Secondly, confusion over definitions increases. A few examples:
- Article 1 c. I(i) confuses “network” and “data”.
- Subparagraph (l) below, which speaks of computer service, uses the term “information” instead of “data”.
- Letter m) introduces the concept of “ICT asset” which is a further (and different) definition compared to the one provided by the Penal Code.
- Letter n) which defines architecture and components, makes a total confusion between hardware, software and procedures.
Thirdly, it establishes a complex system of obligations and controls managed by various ministries. The telecommunications sector is negatively affected by this provision because of the possible alteration of competition in the internal market. Small operators might not bear the costs of the technological and organisational adjustments necessary to continue providing services to customers included in the “essential functions” list.

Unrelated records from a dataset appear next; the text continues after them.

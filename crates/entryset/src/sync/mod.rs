//! Cache/source reconciliation.

pub mod reconciler;
pub mod types;

pub use reconciler::ReconcilingStore;
pub use types::{MergeReport, ReconcileOptions, DEFAULT_WATERMARK_SKEW_SECS};
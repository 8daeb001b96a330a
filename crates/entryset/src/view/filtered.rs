//! FilteredView: a derived observable store mirroring the upstream entries
//! that satisfy a predicate.
//!
//! The view is kept current two ways:
//!   - live: upstream `added`/`removed`/`updated` events are filtered at
//!     delivery time;
//!   - `refresh()`: the derived set is recomputed from scratch by a sorted
//!     set difference against `upstream.find(predicate)`, which recovers from
//!     missed events or a late attach. Entering ids are added in descending
//!     id order.
//!
//! Reads come from the derived copy; writes are forwarded upstream and come
//! back through the live path.

use std::ops::ControlFlow;
use std::sync::{Arc, Weak};

use serde::{Deserialize, Serialize};

use crate::error::{Result, StoreError};
use crate::query::diff::diff_sorted;
use crate::query::filter::{Filter, PredicateFn};
use crate::reactive::event::{ErrorEvent, EventType, StoreEvent, Topic};
use crate::reactive::event_bus::{EventBus, HandlerId};
use crate::reactive::observable::{EventHandler, Observable};
use crate::storage::memory::MemoryStore;
use crate::storage::traits::{Store, Visitor};
use crate::types::{BrowseSummary, Entry, EntryId, Operation, Updated};

// ============================================================================
// Options
// ============================================================================

/// Configuration for [`FilteredView`].
pub struct ViewOptions<E> {
    /// Defaults to `"<upstream>:view"`.
    pub name: Option<String>,
    /// Selection predicate. `None` mirrors every upstream entry.
    pub predicate: Option<Arc<PredicateFn<E>>>,
    /// Announce in-view updates as `removed` followed by `added`.
    pub use_removed_added: bool,
}

impl<E> Default for ViewOptions<E> {
    fn default() -> Self {
        Self {
            name: None,
            predicate: None,
            use_removed_added: false,
        }
    }
}

impl<E> ViewOptions<E> {
    pub fn with_predicate(f: impl Fn(&E) -> bool + Send + Sync + 'static) -> Self {
        Self {
            predicate: Some(Arc::new(f)),
            ..Default::default()
        }
    }
}

/// What one `refresh()` changed.
#[derive(Debug, Clone, Copy, Default, PartialEq, Eq, Serialize, Deserialize)]
pub struct RefreshReport {
    pub added: usize,
    pub removed: usize,
}

// ============================================================================
// Core
// ============================================================================

struct ViewCore<U: Observable> {
    name: String,
    upstream: Arc<U>,
    derived: MemoryStore<U::Item>,
    bus: EventBus<StoreEvent<U::Item>>,
    predicate: Arc<PredicateFn<U::Item>>,
    use_removed_added: bool,
}

impl<U: Observable> ViewCore<U> {
    fn emit(&self, event: StoreEvent<U::Item>) {
        self.bus.trigger(&Topic::Type(event.event_type()), &event);
    }

    fn fail(&self, operation: Operation, entry_id: Option<&str>, error: StoreError) -> StoreError {
        self.emit(StoreEvent::Error(ErrorEvent::new(
            &self.name,
            operation,
            entry_id,
            error.clone(),
        )));
        error
    }

    fn background_failure(&self, operation: Operation, entry_id: &str, error: StoreError) {
        tracing::warn!(view = %self.name, %operation, id = %entry_id, error = %error, "view maintenance failed");
        self.emit(StoreEvent::Error(ErrorEvent::new(
            &self.name,
            operation,
            Some(entry_id),
            error,
        )));
    }

    fn selects(&self, entry: &U::Item) -> bool {
        (self.predicate)(entry)
    }

    fn filter(&self) -> Filter<U::Item> {
        Filter::Predicate(Arc::clone(&self.predicate))
    }

    fn admit(&self, id: &str, mut entry: U::Item) -> Result<()> {
        entry.set_id(id);
        let (entry_id, entry) = self.derived.create(entry)?;
        self.emit(StoreEvent::Added { entry_id, entry });
        Ok(())
    }

    fn evict(&self, id: &str) -> Result<()> {
        let entry = self.derived.remove(id)?;
        self.emit(StoreEvent::Removed {
            entry_id: id.to_string(),
            entry,
        });
        Ok(())
    }

    fn on_upstream_added(&self, id: &str, entry: &U::Item) {
        if !self.selects(entry) || self.derived.contains(id) {
            return;
        }
        if let Err(e) = self.admit(id, entry.clone()) {
            self.background_failure(Operation::Create, id, e);
        }
    }

    fn on_upstream_removed(&self, id: &str) {
        if !self.derived.contains(id) {
            return;
        }
        if let Err(e) = self.evict(id) {
            self.background_failure(Operation::Remove, id, e);
        }
    }

    /// Re-evaluate membership: entering emits `added`, leaving emits
    /// `removed`, staying emits `updated`.
    fn on_upstream_updated(&self, id: &str, entry: &U::Item, old_entry: &U::Item) {
        let selected = self.selects(entry);
        let present = self.derived.contains(id);

        let outcome = match (present, selected) {
            (false, false) => Ok(()),
            (false, true) => self.admit(id, entry.clone()),
            (true, false) => self.evict(id),
            (true, true) => self
                .derived
                .update_with_old(id, entry.clone(), old_entry.clone())
                .map(|updated| self.announce_update(updated)),
        };
        if let Err(e) = outcome {
            self.background_failure(Operation::Update, id, e);
        }
    }

    fn announce_update(&self, updated: Updated<U::Item>) {
        if self.use_removed_added {
            self.emit(StoreEvent::Removed {
                entry_id: updated.entry_id.clone(),
                entry: updated.old_entry,
            });
            self.emit(StoreEvent::Added {
                entry_id: updated.entry_id,
                entry: updated.entry,
            });
        } else {
            self.emit(StoreEvent::Updated {
                entry_id: updated.entry_id,
                entry: updated.entry,
                old_entry: updated.old_entry,
            });
        }
    }

    fn refresh(&self) -> RefreshReport {
        let mut report = RefreshReport::default();

        let mut current = self.derived.find(&Filter::predicate(|_| true));
        current.sort();
        let mut matched = self.upstream.find(&self.filter());
        matched.sort();

        let diff = diff_sorted(&current, &matched);

        for id in &diff.left {
            match self.evict(id) {
                Ok(()) => report.removed += 1,
                Err(e) if e.is_not_found() => {}
                Err(e) => self.background_failure(Operation::Remove, id, e),
            }
        }

        // Entering ids are added highest id first.
        for id in diff.right.iter().rev() {
            let admitted = self.upstream.read(id).and_then(|entry| self.admit(id, entry));
            match admitted {
                Ok(()) => report.added += 1,
                Err(StoreError::AlreadyExists { .. }) => {}
                Err(e) => self.background_failure(Operation::Read, id, e),
            }
        }

        tracing::debug!(
            view = %self.name,
            added = report.added,
            removed = report.removed,
            kept = diff.both.len(),
            "view refreshed"
        );
        report
    }
}

// ============================================================================
// FilteredView
// ============================================================================

pub struct FilteredView<U: Observable + 'static> {
    core: Arc<ViewCore<U>>,
    upstream_handlers: Vec<(EventType, HandlerId)>,
}

impl<U: Observable + 'static> FilteredView<U> {
    /// Attach to `upstream`. The view starts empty; call [`refresh`] (or
    /// `start`) to pick up entries that already exist.
    ///
    /// [`refresh`]: FilteredView::refresh
    pub fn new(upstream: Arc<U>, options: ViewOptions<U::Item>) -> Self {
        let name = options
            .name
            .unwrap_or_else(|| format!("{}:view", upstream.name()));
        let predicate: Arc<PredicateFn<U::Item>> = match options.predicate {
            Some(predicate) => predicate,
            None => Arc::new(|_: &U::Item| true),
        };
        let core = Arc::new(ViewCore {
            derived: MemoryStore::named(format!("{name}.entries")),
            bus: EventBus::new(format!("{name}.events")),
            predicate,
            use_removed_added: options.use_removed_added,
            name,
            upstream,
        });

        let upstream_handlers = [EventType::Added, EventType::Removed, EventType::Updated]
            .into_iter()
            .map(|ty| {
                let handler = upstream_handler(Arc::downgrade(&core));
                let id = core.upstream.bind_handler(Topic::Type(ty.clone()), handler);
                (ty, id)
            })
            .collect();

        Self {
            core,
            upstream_handlers,
        }
    }

    pub fn upstream(&self) -> &Arc<U> {
        &self.core.upstream
    }

    /// Whether `entry` belongs in this view.
    pub fn selects(&self, entry: &U::Item) -> bool {
        self.core.selects(entry)
    }

    /// Number of entries currently in the view.
    pub fn len(&self) -> usize {
        self.core.derived.len()
    }

    pub fn is_empty(&self) -> bool {
        self.core.derived.is_empty()
    }

    /// Recompute the derived set against the upstream's current matches.
    /// Newly matched ids are added in descending id order.
    pub fn refresh(&self) -> RefreshReport {
        self.core.refresh()
    }
}

fn upstream_handler<U: Observable + 'static>(core: Weak<ViewCore<U>>) -> EventHandler<U::Item> {
    Arc::new(move |event: &StoreEvent<U::Item>| {
        let Some(core) = core.upgrade() else {
            return ControlFlow::Continue(());
        };
        match event {
            StoreEvent::Added { entry_id, entry } => core.on_upstream_added(entry_id, entry),
            StoreEvent::Removed { entry_id, .. } => core.on_upstream_removed(entry_id),
            StoreEvent::Updated {
                entry_id,
                entry,
                old_entry,
            } => core.on_upstream_updated(entry_id, entry, old_entry),
            _ => {}
        }
        ControlFlow::Continue(())
    })
}

impl<U: Observable + 'static> Drop for FilteredView<U> {
    fn drop(&mut self) {
        for (ty, id) in self.upstream_handlers.drain(..) {
            self.core.upstream.unbind(&Topic::Type(ty), &id);
        }
    }
}

// ============================================================================
// Store
// ============================================================================

impl<U: Observable + 'static> Store for FilteredView<U> {
    type Item = U::Item;

    fn name(&self) -> &str {
        &self.core.name
    }

    fn init(&self) -> Result<()> {
        self.core.emit(StoreEvent::Initialized);
        Ok(())
    }

    fn start(&self) -> Result<()> {
        self.core.refresh();
        self.core.emit(StoreEvent::Started);
        Ok(())
    }

    fn create(&self, entry: U::Item) -> Result<(EntryId, U::Item)> {
        self.core
            .upstream
            .create(entry)
            .map_err(|e| self.core.fail(Operation::Create, None, e))
    }

    fn read(&self, id: &str) -> Result<U::Item> {
        self.core
            .derived
            .read(id)
            .map_err(|e| self.core.fail(Operation::Read, Some(id), e))
    }

    fn update(&self, id: &str, entry: U::Item) -> Result<Updated<U::Item>> {
        self.core
            .upstream
            .update(id, entry)
            .map_err(|e| self.core.fail(Operation::Update, Some(id), e))
    }

    fn update_with_old(
        &self,
        id: &str,
        entry: U::Item,
        old_entry: U::Item,
    ) -> Result<Updated<U::Item>> {
        self.core
            .upstream
            .update_with_old(id, entry, old_entry)
            .map_err(|e| self.core.fail(Operation::Update, Some(id), e))
    }

    fn remove(&self, id: &str) -> Result<U::Item> {
        self.core
            .upstream
            .remove(id)
            .map_err(|e| self.core.fail(Operation::Remove, Some(id), e))
    }

    fn remove_with_old(&self, id: &str, old_entry: U::Item) -> Result<U::Item> {
        self.core
            .upstream
            .remove_with_old(id, old_entry)
            .map_err(|e| self.core.fail(Operation::Remove, Some(id), e))
    }

    fn browse(
        &self,
        filter: Option<&Filter<U::Item>>,
        visit: &mut Visitor<'_, U::Item>,
    ) -> Result<BrowseSummary> {
        self.core.derived.browse(filter, visit)
    }

    fn find(&self, filter: &Filter<U::Item>) -> Vec<EntryId> {
        self.core.derived.find(filter)
    }

    fn find_once(&self, filter: &Filter<U::Item>) -> Option<EntryId> {
        self.core.derived.find_once(filter)
    }

    /// Remove every upstream entry the predicate selects; the view empties
    /// through the resulting `removed` events.
    fn remove_all(&self) -> Result<usize> {
        let mut removed = 0;
        for id in self.core.upstream.find(&self.core.filter()) {
            match self.core.upstream.remove(&id) {
                Ok(_) => removed += 1,
                Err(e) if e.is_not_found() => {}
                Err(e) => return Err(self.core.fail(Operation::Remove, Some(&id), e)),
            }
        }
        Ok(removed)
    }
}

// ============================================================================
// Observable
// ============================================================================

impl<U: Observable + 'static> Observable for FilteredView<U> {
    fn bind_handler(&self, topic: Topic, handler: EventHandler<U::Item>) -> HandlerId {
        self.core.bus.bind_handler(topic, handler)
    }

    fn unbind(&self, topic: &Topic, id: &str) -> bool {
        self.core.bus.unbind(topic, id)
    }

    fn trigger(&self, topic: &Topic, event: &StoreEvent<U::Item>) -> usize {
        self.core.bus.trigger(topic, event)
    }
}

Finally, it settles an “interministerial table”, whose meetings, according to article 6, paragraph V, “may be attended by … representatives of other public administrations, as well as public and private bodies and operators”.
The overall gut feeling of the rules on national security, of which Prime Ministerial Decree 131/20 is the last (but not least) component, is that of a system that is so confused and bureaucratic that it would be substantially inapplicable if an emergency were to occur that require rapid and decisive decisions.
The situation is similar to the one we are experiencing in Italy with the pandemic, where – to use a hyperbolic – in case of emergency, emergency legislation does not apply because we have an emergency to manage.